Records from a collection.
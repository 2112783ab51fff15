use axum::http::StatusCode;
use axum::response::IntoResponse;
use serde_json::{Value as JsonValue, json};

use shipline_auth::AuthzError;
use shipline_core::DomainError;
use shipline_infra::{AuditLogError, RegistryError};

pub fn registry_error_to_response(err: RegistryError) -> axum::response::Response {
    match err {
        RegistryError::Domain(e) => domain_error_to_response(e),
        RegistryError::AuditLog(AuditLogError::Concurrency(msg)) => {
            json_error(StatusCode::CONFLICT, "conflict", msg)
        }
        RegistryError::AuditLog(e) => {
            tracing::error!(error = %e, "audit log failure");
            json_error(StatusCode::INTERNAL_SERVER_ERROR, "store_error", e.to_string())
        }
        RegistryError::Poisoned(what) => {
            tracing::error!(what = %what, "lock poisoned");
            json_error(StatusCode::INTERNAL_SERVER_ERROR, "store_error", "internal state unavailable")
        }
    }
}

pub fn domain_error_to_response(err: DomainError) -> axum::response::Response {
    let status = match &err {
        DomainError::NotFound(_) => StatusCode::NOT_FOUND,
        DomainError::Unauthorized(_) => StatusCode::FORBIDDEN,
        DomainError::StaleVersion { .. } | DomainError::AlreadyAssigned(_) => StatusCode::CONFLICT,
        DomainError::InvalidTransition(_)
        | DomainError::MissingDocuments(_)
        | DomainError::SlotUnassigned(_) => StatusCode::UNPROCESSABLE_ENTITY,
        DomainError::Validation(_) | DomainError::InvalidId(_) => StatusCode::BAD_REQUEST,
    };

    let detail = match &err {
        DomainError::MissingDocuments(kinds) => json!({ "missing": kinds }),
        DomainError::StaleVersion { expected, actual } => {
            json!({ "expected": expected, "actual": actual, "retryable": err.is_retryable() })
        }
        _ => JsonValue::Null,
    };

    json_error_with(status, err.code(), err.to_string(), detail)
}

pub fn forbidden(err: AuthzError) -> axum::response::Response {
    json_error(StatusCode::FORBIDDEN, "forbidden", err.to_string())
}

pub fn json_error(
    status: StatusCode,
    code: &'static str,
    message: impl Into<String>,
) -> axum::response::Response {
    json_error_with(status, code, message, JsonValue::Null)
}

/// Error body with extra top-level fields merged in.
fn json_error_with(
    status: StatusCode,
    code: &'static str,
    message: impl Into<String>,
    detail: JsonValue,
) -> axum::response::Response {
    let mut body = json!({
        "error": code,
        "message": message.into(),
    });
    if let (Some(body), JsonValue::Object(extra)) = (body.as_object_mut(), detail) {
        body.extend(extra);
    }

    (status, axum::Json(body)).into_response()
}

/// Parse a path or query value, answering 400 with the domain message.
pub fn parse<T>(raw: &str) -> Result<T, axum::response::Response>
where
    T: core::str::FromStr<Err = DomainError>,
{
    raw.parse().map_err(domain_error_to_response)
}
use chrono::{DateTime, Utc};

/// A domain-agnostic event.
///
/// Events are:
/// - **immutable** (treat them as facts)
/// - **versioned** (schema evolution)
/// - designed to be **append-only**
pub trait Event: Clone + core::fmt::Debug + Send + Sync + 'static {
    /// Stable event name/type identifier (e.g. "case.transitioned").
    fn event_type(&self) -> &'static str;

    /// Schema version for this event type.
    fn version(&self) -> u32;

    /// When the event occurred (business time).
    fn occurred_at(&self) -> DateTime<Utc>;
}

Directions for this task.
The answer is the data above, retyped exactly in full.

Solved problem.
repository 2112783ab51fff15
use axum::http::StatusCode;
use axum::response::IntoResponse;
use serde_json::{Value as JsonValue, json};

use shipline_auth::AuthzError;
use shipline_core::DomainError;
use shipline_infra::{AuditLogError, RegistryError};

pub fn registry_error_to_response(err: RegistryError) -> axum::response::Response {
    match err {
        RegistryError::Domain(e) => domain_error_to_response(e),
        RegistryError::AuditLog(AuditLogError::Concurrency(msg)) => {
            json_error(StatusCode::CONFLICT, "conflict", msg)
        }
        RegistryError::AuditLog(e) => {
            tracing::error!(error = %e, "audit log failure");
            json_error(StatusCode::INTERNAL_SERVER_ERROR, "store_error", e.to_string())
        }
        RegistryError::Poisoned(what) => {
            tracing::error!(what = %what, "lock poisoned");
            json_error(StatusCode::INTERNAL_SERVER_ERROR, "store_error", "internal state unavailable")
        }
    }
}

pub fn domain_error_to_response(err: DomainError) -> axum::response::Response {
    let status = match &err {
        DomainError::NotFound(_) => StatusCode::NOT_FOUND,
        DomainError::Unauthorized(_) => StatusCode::FORBIDDEN,
        DomainError::StaleVersion { .. } | DomainError::AlreadyAssigned(_) => StatusCode::CONFLICT,
        DomainError::InvalidTransition(_)
        | DomainError::MissingDocuments(_)
        | DomainError::SlotUnassigned(_) => StatusCode::UNPROCESSABLE_ENTITY,
        DomainError::Validation(_) | DomainError::InvalidId(_) => StatusCode::BAD_REQUEST,
    };

    let detail = match &err {
        DomainError::MissingDocuments(kinds) => json!({ "missing": kinds }),
        DomainError::StaleVersion { expected, actual } => {
            json!({ "expected": expected, "actual": actual, "retryable": err.is_retryable() })
        }
        _ => JsonValue::Null,
    };

    json_error_with(status, err.code(), err.to_string(), detail)
}

pub fn forbidden(err: AuthzError) -> axum::response::Response {
    json_error(StatusCode::FORBIDDEN, "forbidden", err.to_string())
}

pub fn json_error(
    status: StatusCode,
    code: &'static str,
    message: impl Into<String>,
) -> axum::response::Response {
    json_error_with(status, code, message, JsonValue::Null)
}

/// Error body with extra top-level fields merged in.
fn json_error_with(
    status: StatusCode,
    code: &'static str,
    message: impl Into<String>,
    detail: JsonValue,
) -> axum::response::Response {
    let mut body = json!({
        "error": code,
        "message": message.into(),
    });
    if let (Some(body), JsonValue::Object(extra)) = (body.as_object_mut(), detail) {
        body.extend(extra);
    }

    (status, axum::Json(body)).into_response()
}

/// Parse a path or query value, answering 400 with the domain message.
pub fn parse<T>(raw: &str) -> Result<T, axum::response::Response>
where
    T: core::str::FromStr<Err = DomainError>,
{
    raw.parse().map_err(domain_error_to_response)
}
use chrono::{DateTime, Utc};

/// A domain-agnostic event.
///
/// Events are:
/// - **immutable** (treat them as facts)
/// - **versioned** (schema evolution)
/// - designed to be **append-only**
pub trait Event: Clone + core::fmt::Debug + Send + Sync + 'static {
    /// Stable event name/type identifier (e.g. "case.transitioned").
    fn event_type(&self) -> &'static str;

    /// Schema version for this event type.
    fn version(&self) -> u32;

    /// When the event occurred (business time).
    fn occurred_at(&self) -> DateTime<Utc>;
}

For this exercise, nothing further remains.